We retrospectively reviewed the medical records of 48 consecutive patients with high myopia (≥6 diopters [D]) who underwent vitrectomy with surgical removal of subfoveal CNV. The patient population consisted of 2 groups. Group 1 included 23 patients with findings only of myopic degeneration, and group 2 included 25 patients with presumed ocular histoplasmosis syndrome and myopia of 6 D or more.

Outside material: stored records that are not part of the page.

use crate::{
    animation::player::Track,
    assets::{
        color::parse_color,
        geometry::parse_geometry,
        records::{FrameRecords, SequenceRecords},
    },
    foundation::core::{BezPath, FillRule, Rgba8},
    foundation::error::LoadError,
};

/// A solid-filled vector shape.
#[derive(Clone, Debug, PartialEq)]
pub struct Layer {
    pub fill: Rgba8,
    pub shape: BezPath,
    pub fill_rule: FillRule,
}

/// Ordered paint layers of one pose, back to front.
#[derive(Clone, Debug, Default, PartialEq)]
pub struct Frame {
    layers: Vec<Layer>,
}

impl Frame {
    pub fn new(layers: Vec<Layer>) -> Self {
        Self { layers }
    }

    pub fn layers(&self) -> &[Layer] {
        &self.layers
    }

    pub fn is_empty(&self) -> bool {
        self.layers.is_empty()
    }
}

/// Immutable, indexable set of frames shared by both tracks.
#[derive(Clone, Debug, Default, PartialEq)]
pub struct FrameLibrary {
    frames: Vec<Frame>,
}

impl FrameLibrary {
    pub fn new(frames: Vec<Frame>) -> Self {
        Self { frames }
    }

    /// Build every frame from its records.
    ///
    /// Blank layer records are skipped. The first unparsable color or geometry
    /// aborts the whole build.
    pub fn from_records(records: &FrameRecords) -> Result<Self, LoadError> {
        let mut frames = Vec::with_capacity(records.0.len());
        for (frame_idx, layer_records) in records.0.iter().enumerate() {
            let mut layers = Vec::with_capacity(layer_records.len());
            for (layer_idx, record) in layer_records.iter().enumerate() {
                let Some((color, geometry)) = record.paintable() else {
                    continue;
                };
                let malformed = |reason: String| LoadError::MalformedLayer {
                    frame: frame_idx,
                    layer: layer_idx,
                    reason,
                };
                let fill = parse_color(color).map_err(malformed)?;
                let (shape, fill_rule) = parse_geometry(geometry).map_err(malformed)?;
                layers.push(Layer {
                    fill,
                    shape,
                    fill_rule,
                });
            }
            frames.push(Frame::new(layers));
        }
        Ok(Self { frames })
    }

    pub fn get(&self, index: usize) -> Option<&Frame> {
        self.frames.get(index)
    }

    pub fn len(&self) -> usize {
        self.frames.len()
    }

    pub fn is_empty(&self) -> bool {
        self.frames.is_empty()
    }
}

/// Frame indices a track plays through, in order.
#[derive(Clone, Debug, Default, PartialEq, Eq)]
pub struct Sequence(Vec<usize>);

impl Sequence {
    pub fn new(indices: Vec<usize>) -> Self {
        Self(indices)
    }

    pub fn get(&self, position: usize) -> Option<usize> {
        self.0.get(position).copied()
    }

    pub fn len(&self) -> usize {
        self.0.len()
    }

    pub fn is_empty(&self) -> bool {
        self.0.is_empty()
    }

    pub fn as_slice(&self) -> &[usize] {
        &self.0
    }
}

/// The base and overlay sequences.
#[derive(Clone, Debug, Default, PartialEq, Eq)]
pub struct SequenceTable {
    pub base: Sequence,
    pub overlay: Sequence,
}

impl SequenceTable {
    /// First group becomes the base sequence, second the overlay; missing groups are empty.
    pub fn from_records(records: &SequenceRecords) -> Self {
        let group = |i: usize| Sequence::new(records.0.get(i).cloned().unwrap_or_default());
        Self {
            base: group(0),
            overlay: group(1),
        }
    }

    pub fn sequence(&self, track: Track) -> &Sequence {
        match track {
            Track::Base => &self.base,
            Track::Overlay => &self.overlay,
        }
    }

    /// Reject the first entry of either sequence that does not address a frame.
    pub fn validate_against(&self, library: &FrameLibrary) -> Result<(), LoadError> {
        for track in Track::ALL {
            let seq = self.sequence(track);
            if let Some((position, &index)) = seq
                .as_slice()
                .iter()
                .enumerate()
                .find(|&(_, &idx)| idx >= library.len())
            {
                return Err(LoadError::InvalidIndex {
                    track,
                    position,
                    index,
                    frames: library.len(),
                });
            }
        }
        Ok(())
    }
}

/// Output of a successful load: the frame library and the sequences that index it.
#[derive(Clone, Debug, Default, PartialEq)]
pub struct Animation {
    pub library: FrameLibrary,
    pub sequences: SequenceTable,
}

impl Animation {
    pub fn base(&self) -> &Sequence {
        &self.sequences.base
    }

    pub fn overlay(&self) -> &Sequence {
        &self.sequences.overlay
    }
}

/// Build the frame library, then the sequences, then check every sequence entry
/// against the library.
#[tracing::instrument(skip_all, fields(frames = frames.0.len(), groups = sequences.0.len()))]
pub fn load(frames: &FrameRecords, sequences: &SequenceRecords) -> Result<Animation, LoadError> {
    let library = FrameLibrary::from_records(frames)?;
    let sequences = SequenceTable::from_records(sequences);
    sequences.validate_against(&library)?;

    tracing::debug!(
        frames = library.len(),
        base = sequences.base.len(),
        overlay = sequences.overlay.len(),
        "animation loaded"
    );
    Ok(Animation { library, sequences })
}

In group 1, the visual acuity improved by 2 or more Snellen lines in 9 eyes (39%), decreased in 8 eyes (35%), and remained unchanged in 6 (26%), with a mean follow-up of 24 months (range, 8-60 months). The preoperative visual acuity was 20/40 or better in only 1 eye (4%), but 8 (35%) achieved a final visual acuity of 20/40 or better. In group 2, the visual acuity improved in 16 eyes (64%), was stable in 4 (16%), and deteriorated in 5 (20%), with a mean follow-up of 18 months (range, 6-44 months). Only 3 eyes (12%) had a preoperative visual acuity of 20/40 or better, but 11 (44%) achieved a final visual acuity of 20/40 or better. Recurrence occurred in 13 (57%) of the 23 eyes in group 1 and in 9 (36%) of the 25 eyes in group 2. Univariate analysis demonstrated a significant relation between younger patient age (group 1) and absence of postoperative CNV recurrence (group 2) and an improvement of visual acuity (P<.01).
Surgical removal of CNV may provide visual benefit in selected cases of subfoveal CNV associated with high myopia. The determination of whether surgical intervention is appropriate in these cases requires a prospective, randomized, clinical trial.
DEGENERATIVE myopia is an ocular disease characterized by excessive axial length, abnormal visual function, and several changes in the ocular tissues.1-4 The major complication leading to decreased central vision in these eyes is choroidal neovascularization (CNV).5-8 Treatment of myopic CNV has been controversial. It is still uncertain whether laser photocoagulation is beneficial in the treatment of CNV associated with high myopia.9-12 Laser treatment of subfoveal CNV usually results in an absolute scotoma and a permanent, sudden decrease in visual acuity.13 Thomas et al14 described the surgical results in 10 patients with high myopia in 1994. Since then, a few other investigators15,16 have reported their clinical experience with subfoveal surgery related to degenerative myopia. The visual results did not seem to be satisfactory, although the small number of patients and the short-term follow-up precluded a definitive assessment of the effectiveness or ineffectiveness of the surgery.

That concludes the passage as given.